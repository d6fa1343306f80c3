//! # resume-sieve CLI (`rsv`)
//!
//! The `rsv` binary is the interface for resume-sieve. It provides commands
//! for database initialization, resume ingestion, keyword vocabulary
//! management, ranked search, and maintenance.
//!
//! ## Usage
//!
//! ```bash
//! rsv --config ./config/rsv.toml <command>
//! ```
//!
//! ## Commands
//!
//! | Command | Description |
//! |---------|-------------|
//! | `rsv init` | Create the SQLite database and run schema migrations |
//! | `rsv ingest <paths…>` | Decode, extract, store, and index resume files |
//! | `rsv list` | List stored resumes, newest first |
//! | `rsv show <id>` | Print a resume's fields, keyword tallies, and content |
//! | `rsv delete <id>` | Delete a resume and its match rows |
//! | `rsv keyword add <text>` | Add or reweight a vocabulary keyword |
//! | `rsv keyword list` | List the vocabulary |
//! | `rsv keyword remove <id>` | Delete a keyword and its match rows |
//! | `rsv reindex` | Re-tally every resume against the current vocabulary |
//! | `rsv search "<terms>"` | Ranked search over comma-separated terms |
//! | `rsv stats` | Database counts and size |

use clap::{Parser, Subcommand};
use std::path::PathBuf;

use resume_sieve::{
    config, db, documents, indexer, ingest, keywords, migrate, search, show, stats,
};

/// resume-sieve CLI — a local-first resume screening and ranking tool.
///
/// All commands accept a `--config` flag pointing to a TOML configuration
/// file. See `config/rsv.example.toml` for a full example.
#[derive(Parser)]
#[command(
    name = "rsv",
    about = "resume-sieve — a local-first resume screening and ranking tool",
    version,
    long_about = "resume-sieve ingests resume files (PDF, DOCX, plain text), extracts candidate \
    contact fields with deterministic heuristics, tallies a weighted keyword vocabulary against \
    each resume, and answers ranked relevance queries from a single SQLite database."
)]
struct Cli {
    /// Path to configuration file (TOML).
    ///
    /// Defaults to `./config/rsv.toml`. Database, keyword, and search
    /// settings are read from this file.
    #[arg(long, global = true, default_value = "./config/rsv.toml")]
    config: PathBuf,

    #[command(subcommand)]
    command: Commands,
}

/// Top-level CLI commands.
#[derive(Subcommand)]
enum Commands {
    /// Initialize the database schema.
    ///
    /// Creates the SQLite database file and all required tables (documents,
    /// keywords, keyword_matches). Idempotent — running it again is safe.
    Init,

    /// Ingest resume files.
    ///
    /// Decodes each file (PDF, DOCX, or plain text), extracts the candidate's
    /// name, email, and phone, stores the resume, and tallies the keyword
    /// vocabulary against its text. Directories are walked for supported
    /// files. A failure on one file never aborts the rest of the batch.
    Ingest {
        /// Resume files or directories to ingest.
        #[arg(required = true)]
        paths: Vec<PathBuf>,
    },

    /// List stored resumes, newest first.
    List,

    /// Print one resume: contact fields, keyword tallies, full content.
    Show {
        /// Resume id.
        id: i64,
    },

    /// Delete a resume and its keyword match rows.
    Delete {
        /// Resume id.
        id: i64,
    },

    /// Manage the weighted keyword vocabulary.
    Keyword {
        #[command(subcommand)]
        action: KeywordAction,
    },

    /// Re-tally every stored resume against the current vocabulary.
    ///
    /// Run this after adding or reweighting keywords so previously ingested
    /// resumes catch up. Safe to repeat; tallies are replaced, not stacked.
    Reindex,

    /// Search resumes by comma-separated terms and print a ranked list.
    ///
    /// A resume qualifies when its raw text contains any term; qualifying
    /// resumes are ordered by their total weighted keyword score.
    Search {
        /// Comma-separated search terms, e.g. "Python, Django".
        query: String,

        /// Emit results as JSON instead of the human-readable listing.
        #[arg(long)]
        json: bool,

        /// Maximum number of results (defaults to `search.limit` in config).
        #[arg(long)]
        limit: Option<usize>,
    },

    /// Show database counts and size.
    Stats,
}

/// Keyword vocabulary subcommands.
#[derive(Subcommand)]
enum KeywordAction {
    /// Add a keyword, or overwrite the weight of an existing one.
    Add {
        /// Keyword text (matched case-insensitively against resume text).
        text: String,

        /// Weight from 1 to 10 (defaults to `keywords.default_weight`).
        #[arg(long)]
        weight: Option<i64>,
    },

    /// List all keywords sorted by text.
    List,

    /// Remove a keyword by id. No-op if the id does not exist.
    Remove {
        /// Keyword id.
        id: i64,
    },
}

#[tokio::main]
async fn main() -> anyhow::Result<()> {
    let cli = Cli::parse();
    let cfg = config::load_config(&cli.config)?;

    match cli.command {
        Commands::Init => {
            let pool = db::connect(&cfg).await?;
            migrate::run_migrations(&pool).await?;
            pool.close().await;
            println!("Database initialized successfully.");
        }
        Commands::Ingest { paths } => {
            ingest::run_ingest(&cfg, &paths).await?;
        }
        Commands::List => {
            documents::run_list(&cfg).await?;
        }
        Commands::Show { id } => {
            show::run_show(&cfg, id).await?;
        }
        Commands::Delete { id } => {
            documents::run_delete(&cfg, id).await?;
        }
        Commands::Keyword { action } => match action {
            KeywordAction::Add { text, weight } => {
                keywords::run_add(&cfg, &text, weight).await?;
            }
            KeywordAction::List => {
                keywords::run_list(&cfg).await?;
            }
            KeywordAction::Remove { id } => {
                keywords::run_remove(&cfg, id).await?;
            }
        },
        Commands::Reindex => {
            indexer::run_reindex(&cfg).await?;
        }
        Commands::Search { query, json, limit } => {
            search::run_search(&cfg, &query, json, limit).await?;
        }
        Commands::Stats => {
            stats::run_stats(&cfg).await?;
        }
    }

    Ok(())
}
──────
EXERCISE GOAL >> State how many lines of the listing hold the string "true"; reply with the number and nothing else.

ANSWER TO THIS EXERCISE >> 2